Journal of Applied Biosciences 213: 22629 – 22638
ISSN 1997-5902
Caractéristiques socio-démographiques et pratiques paysannes post récolte du mil (Pennisetum glaucum, L.) dans le district des savanes au nord de la Côte d’Ivoire.
Kouadio Younouss SOULEYMANE, Siéla KONÉ, Michel Laurince YAPO *
Département de Biologie animale / UFR des Sciences Biologiques /
Université Peleforo GON COULIBALY de Korhogo, Côte d’Ivoire, BP 1328 Korhogo.
*Auteur correspondant, +225 07 08 18 0220, E-mail : yapomilaur@gmail.com
Submitted 26/08/2025, Published online on 31/10/2025 in the https://www.m.elewa.org/journals/journal-of-applied-biosciences https://doi.org/10.35759/JABs.213.7
RESUME
Objectifs : L’étude vise à analyser les caractéristiques socio-démographiques des producteurs de mil ainsi que leurs pratiques de conservation post-récolte dans le nord de la Côte d’Ivoire.

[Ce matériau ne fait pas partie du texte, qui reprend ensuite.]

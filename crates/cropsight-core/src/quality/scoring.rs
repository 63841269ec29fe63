use super::QualityAnalysis;

/// Importance of each metric in the composite score. Sums to 1.0.
pub const SHARPNESS_WEIGHT: f64 = 0.20;
pub const BRIGHTNESS_WEIGHT: f64 = 0.15;
pub const CONTRAST_WEIGHT: f64 = 0.10;
pub const COVERAGE_WEIGHT: f64 = 0.15;
pub const TEXTURE_WEIGHT: f64 = 0.10;
pub const NOISE_WEIGHT: f64 = 0.05;
pub const HEALTH_WEIGHT: f64 = 0.25;

/// Weighted composite quality score in [0, 100].
///
/// Every status maps to a fixed value in [0, 100]; crop health contributes
/// its continuous score scaled to the same range.
pub fn composite_score(analysis: &QualityAnalysis) -> f64 {
    let s = &analysis.statuses;
    let health = analysis.metrics.health.score.clamp(0.0, 1.0) * 100.0;

    let score = SHARPNESS_WEIGHT * s.sharpness.value()
        + BRIGHTNESS_WEIGHT * s.brightness.value()
        + CONTRAST_WEIGHT * s.contrast.value()
        + COVERAGE_WEIGHT * s.color_coverage.value()
        + TEXTURE_WEIGHT * s.texture_variance.value()
        + NOISE_WEIGHT * s.noise.value()
        + HEALTH_WEIGHT * health;

    score.clamp(0.0, 100.0)
}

Méthodologie et Résultats : Une enquête a été conduite entre novembre 2023 et février 2024 auprès de 140 producteurs de mil dans les régions du Poro, du Tchologo et de la Bagoué. Les résultats montrent que le stockage se fait principalement dans des sacs (99,29 %) et greniers (100 %), pour une durée moyenne de 12,74 mois. Les principales contraintes sont les infestations d’insectes (70 %) et les attaques de rongeurs (10 %). Six espèces de ravageurs majeurs du mil stocké ont été identifiées.
Conclusions et application des résultats : Cette étude a permis de connaître les méthodes et les structures de conservation du mil en milieu paysan ainsi que les différentes espèces d’insectes inféodées à cette denrée stockée au nord de la Côte d’Ivoire. Ces résultats soulignent l’urgence de promouvoir des alternatives durables de lutte contre les insectes ravageurs des stocks de mil.

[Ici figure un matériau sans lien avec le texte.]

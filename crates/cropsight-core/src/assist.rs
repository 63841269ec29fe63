use serde::{Deserialize, Serialize};
use tracing::{debug, warn};

use crate::consts::{AUX_CACHE_FRAMES, AUX_SAMPLE_INTERVAL};
use crate::error::Result;
use crate::frame::Frame;
use crate::quality::FrameMetrics;

/// Where an auxiliary assessment came from.
#[derive(Clone, Copy, Debug, PartialEq, Eq, Serialize, Deserialize)]
#[serde(rename_all = "lowercase")]
pub enum AssessmentSource {
    Model,
    Fallback,
}

impl std::fmt::Display for AssessmentSource {
    fn fmt(&self, f: &mut std::fmt::Formatter<'_>) -> std::fmt::Result {
        match self {
            Self::Model => write!(f, "model"),
            Self::Fallback => write!(f, "fallback"),
        }
    }
}

/// Normalized [0, 1] aspect scores from an alternate quality signal.
/// Informational only: the composite score never reads it.
#[derive(Clone, Copy, Debug, PartialEq, Serialize, Deserialize)]
pub struct AuxAssessment {
    pub overall: f64,
    pub sharpness: f64,
    pub brightness: f64,
    pub contrast: f64,
    pub crop_health: f64,
    pub source: AssessmentSource,
}

/// An alternate quality signal, e.g. a pretrained model.
pub trait SignalStrategy: Send {
    fn name(&self) -> &str;

    fn assess(&mut self, frame: &Frame) -> Result<AuxAssessment>;
}

/// Deterministic assessment derived from the extracted metrics.
pub fn fallback_assessment(metrics: &FrameMetrics, composite: f64) -> AuxAssessment {
    AuxAssessment {
        overall: (composite / 100.0).clamp(0.0, 1.0),
        sharpness: (metrics.sharpness / 200.0).clamp(0.0, 1.0),
        brightness: (metrics.brightness / 255.0).clamp(0.0, 1.0),
        contrast: (metrics.contrast / 100.0).clamp(0.0, 1.0),
        crop_health: metrics.health.score.clamp(0.0, 1.0),
        source: AssessmentSource::Fallback,
    }
}

/// Samples a strategy every few frames and serves the cached result in between.
pub struct AuxSampler {
    strategy: Option<Box<dyn SignalStrategy>>,
    cached: Option<(u64, AuxAssessment)>,
}

impl AuxSampler {
    pub fn new(strategy: Option<Box<dyn SignalStrategy>>) -> Self {
        Self {
            strategy,
            cached: None,
        }
    }

    /// Assessment for frame `frame_index`. Falls back to the metric-derived
    /// assessment when there is no strategy, it failed, or the cache expired.
    pub fn sample(
        &mut self,
        frame_index: u64,
        frame: &Frame,
        metrics: &FrameMetrics,
        composite: f64,
    ) -> AuxAssessment {
        if let Some(strategy) = self.strategy.as_mut() {
            if frame_index % AUX_SAMPLE_INTERVAL == 0 {
                match strategy.assess(frame) {
                    Ok(assessment) => {
                        debug!(
                            strategy = strategy.name(),
                            overall = assessment.overall,
                            "Auxiliary assessment refreshed"
                        );
                        self.cached = Some((frame_index, assessment));
                    }
                    Err(err) => {
                        warn!(strategy = strategy.name(), error = %err, "Signal strategy failed");
                    }
                }
            }
        }

        match self.cached {
            Some((at, assessment)) if frame_index.saturating_sub(at) < AUX_CACHE_FRAMES => {
                assessment
            }
            _ => fallback_assessment(metrics, composite),
        }
    }
}
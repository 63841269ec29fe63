use std::sync::atomic::{AtomicBool, Ordering};
use std::sync::Arc;
use std::time::{Duration, Instant};

use tracing::{info, warn};

use crate::io::frame_source::{FrameFetch, FrameSource};
use crate::io::sink::CommandSink;

use super::engine::{CycleReport, MonitorSession};

/// Why the monitor loop ended.
#[derive(Clone, Copy, Debug, PartialEq, Eq)]
pub enum StopReason {
    Stopped,
    DurationElapsed,
    SourceExhausted,
}

impl std::fmt::Display for StopReason {
    fn fmt(&self, f: &mut std::fmt::Formatter<'_>) -> std::fmt::Result {
        match self {
            Self::Stopped => write!(f, "stop requested"),
            Self::DurationElapsed => write!(f, "duration elapsed"),
            Self::SourceExhausted => write!(f, "source exhausted"),
        }
    }
}

/// Totals for one monitoring run.
#[derive(Clone, Debug, PartialEq)]
pub struct MonitorSummary {
    pub processed: u64,
    pub skipped: u64,
    pub accepted: u64,
    pub sink_errors: u64,
    /// Mean composite score over processed frames.
    pub mean_score: Option<f64>,
    pub final_altitude: f64,
    pub stop_reason: StopReason,
}

/// Callback for UI feedback while the loop runs. All methods default to no-ops.
pub trait MonitorObserver {
    fn on_cycle(&self, _report: &CycleReport) {}

    fn on_skip(&self) {}
}

struct NoOpObserver;
impl MonitorObserver for NoOpObserver {}

/// Pulls frames, steps the session and fans reports out to sinks.
pub struct MonitorLoop {
    sinks: Vec<Box<dyn CommandSink>>,
    stop: Arc<AtomicBool>,
    max_duration: Option<Duration>,
}

impl MonitorLoop {
    pub fn new(stop: Arc<AtomicBool>) -> Self {
        Self {
            sinks: Vec::new(),
            stop,
            max_duration: None,
        }
    }

    pub fn with_sink(mut self, sink: Box<dyn CommandSink>) -> Self {
        self.sinks.push(sink);
        self
    }

    pub fn with_max_duration(mut self, limit: Duration) -> Self {
        self.max_duration = Some(limit);
        self
    }

    pub fn run(
        &mut self,
        session: &mut MonitorSession,
        source: &mut dyn FrameSource,
    ) -> MonitorSummary {
        self.run_observed(session, source, &NoOpObserver)
    }

    /// Run until stopped, timed out or the source is exhausted. Limits are
    /// checked between frames.
    pub fn run_observed(
        &mut self,
        session: &mut MonitorSession,
        source: &mut dyn FrameSource,
        observer: &dyn MonitorObserver,
    ) -> MonitorSummary {
        let started = Instant::now();
        let mut processed = 0u64;
        let mut skipped = 0u64;
        let mut accepted = 0u64;
        let mut sink_errors = 0u64;
        let mut score_sum = 0.0;

        let stop_reason = loop {
            if self.stop.load(Ordering::Relaxed) {
                break StopReason::Stopped;
            }
            if self.max_duration.is_some_and(|limit| started.elapsed() >= limit) {
                break StopReason::DurationElapsed;
            }

            let frame = match source.next_frame() {
                FrameFetch::Frame(frame) => frame,
                FrameFetch::Skip => {
                    skipped += 1;
                    observer.on_skip();
                    continue;
                }
                FrameFetch::Exhausted => break StopReason::SourceExhausted,
            };

            let Some(report) = session.step(&frame, Instant::now()) else {
                skipped += 1;
                observer.on_skip();
                continue;
            };

            processed += 1;
            score_sum += report.score();
            if report.accepted.is_some() {
                accepted += 1;
            }

            for sink in &mut self.sinks {
                if let Err(err) = sink.handle(&report) {
                    sink_errors += 1;
                    warn!(sink = sink.name(), error = %err, "Sink failed");
                }
            }
            observer.on_cycle(&report);
        };

        let summary = MonitorSummary {
            processed,
            skipped,
            accepted,
            sink_errors,
            mean_score: (processed > 0).then(|| score_sum / processed as f64),
            final_altitude: session.current_altitude(),
            stop_reason,
        };
        info!(
            processed,
            skipped,
            accepted,
            reason = %stop_reason,
            elapsed_ms = started.elapsed().as_millis() as u64,
            "Monitoring finished"
        );
        summary
    }
}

Mots-clés : Conservation, post-récolte, Côte d’Ivoire, District des savanes, insectes déprédateurs, mil.
Socio-demographic characteristics and post-harvest farming practices for millet (Pennisetum glaucum, L.) in the Savanes district in northern Côte d’Ivoire.
ABSTRACT
Objective: The study aims to analyze the socio-demographic characteristics of millet producers and their post-harvest storage practices in northern Côte d’Ivoire.
Methodology and Results: A survey was conducted between November 2023 and February 2024 among 140 millet producers in the Poro, Tchologo and Bagoué regions. The results show that storage is mainly carried out in bags (99.29%) and granaries (100%), for an average duration of 12.74 months. The main constraints are insect infestations (70%) and rodent attacks (10%). Six major pest species affecting stored millet were identified.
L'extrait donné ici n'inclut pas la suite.